本刊记者 杨露 | 2019-05-15 | 南风窗

  2018年,“中美贸易战”的硝烟中,西方世界出现“中国威胁论”。翻开《伟大的博弈—华尔街金融帝国的崛起》,我们可以看到,100年前的世界正在流行“美国威胁论”。历史总是不乏惊人的相似之处。了解历史,有助于我们穿越现实的迷雾,照亮前行的道路。
 

  中国人民银行行长易纲在多年前为《伟大的博弈》作序时,曾问过这样的问题:华尔街为什么能成为华尔街?纽约为什么能成为纽约?美国为什么能成为美国?
  书里就能找到详细的答案,这本书为美国作者约翰·S.戈登所著,通过细节式的历史素描,记录了华尔街错综复杂、跌宕起伏的故事。
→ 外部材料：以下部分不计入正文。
//! # verdict-core
//!
//! Typed condition/rule evaluation engine with a lossless JSON
//! interchange format.
//!
//! Callers build boolean trees of typed conditions, group them into
//! condition sets with short-circuit OR semantics, group sets into rules,
//! and evaluate rules against supplied data to get a typed pass/fail
//! result with a value, a diagnostic trail, and timing.
//!
//! ## Key Guarantees
//!
//! 1. **Short-circuiting**: an operand is never evaluated once its
//!    sibling has decided the outcome
//! 2. **Total leaves**: missing data, missing evaluators, evaluator
//!    errors, and cancellation become failed results, never panics or
//!    thrown errors
//! 3. **Traceable**: every result links to the one evaluated before it,
//!    so the full walk can be replayed in reverse
//! 4. **Immutable**: descriptors and results never mutate after
//!    construction, which is what makes concurrent evaluation safe
//!    without locks
//!
//! ## Example
//!
//! ```rust,ignore
//! use verdict_core::{
//!     BooleanCondition, Condition, ConditionData, ConditionSet,
//!     EvaluationContext, Rule,
//! };
//!
//! let adult = Condition::<Customer>::new("IsAdult", "age >= 18")?;
//! let uk = Condition::<Customer>::new("IsUk", r#"country == "UK""#)?;
//! let set = ConditionSet::new("UkAdults", 0.15, BooleanCondition::from(adult).and(uk))?;
//! let rule = Rule::new("Discount", 0.0, set)?;
//!
//! let data = ConditionData::single(Customer { age: 20, country: "UK".into() })?;
//! let context = EvaluationContext::new()
//!     .with_resolver(&resolver)
//!     .with_data(&data);
//! let result = rule.evaluate(&context)?;
//!
//! assert!(result.success);
//! assert_eq!(*result.result_value(), 0.15);
//! ```

pub mod codec;
pub mod condition;
pub mod context;
pub mod error;
pub mod evaluator;
pub mod events;
pub mod expression;
pub mod message;
pub mod printer;
pub mod results;
pub mod rule;
pub mod set;
pub mod tree;

// Re-export main types at crate root
pub use codec::{
    rule_from_json, rule_from_yaml, rule_to_json, rule_to_yaml, TransportNode, TransportRule,
    TypeRegistry,
};
pub use condition::{
    Condition, ConditionKind, LeafCondition, Predicate, DEFAULT_EVALUATOR,
    DEFAULT_FAILURE_MESSAGE,
};
pub use context::{ConditionData, ContextType, DataContext, DEFAULT_TENANT};
pub use error::RuleError;
pub use evaluator::{
    CancellationToken, EvaluationContext, Evaluator, EvaluatorResolver, PredicateEvaluator,
};
pub use events::{EventDescriptor, EventPublisher, RuleEvent, TriggerPolicy};
pub use expression::{CompiledPredicate, ExpressionCompiler, PredicateCompiler};
pub use printer::{DefaultPrinter, PrecedencePrinter, PrintMode};
pub use results::{ConditionResult, ConditionSetResult, EvaluationResult, RuleResult};
pub use rule::{Rule, DEFAULT_LOCALE};
pub use set::ConditionSet;
pub use tree::BooleanCondition;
在华尔街不断发展壮大的过程中,它直接推动了美国的历次产业化浪潮,一定程度上造就了美国超级大国的地位。与此同时,华尔街在野蛮生长中也不可避免地充斥着阴谋与贪婪,泡沫与崩溃。
  审视华尔街的过去和今天,漫长的发展历程告诉我们,资本的竞争力对于一个国家的军事、经济、科技等都起到了决定性的作用。可以说,没有资本市场的健康发展,就没有一个现代大国的崛起。
 
  金融帝国的传奇
  200多年前,美国还是一个崭新的国家,财政状况也极其恶劣。而纽约也并非天生繁华,这座作为世界金融中心的城市,发源于北美殖民地一个小小的贸易前站。荷兰人为防御英国人的入侵,在城市北部修建了围墙,紧挨围墙的这条街就被命名为“墙街”,也就是华尔街。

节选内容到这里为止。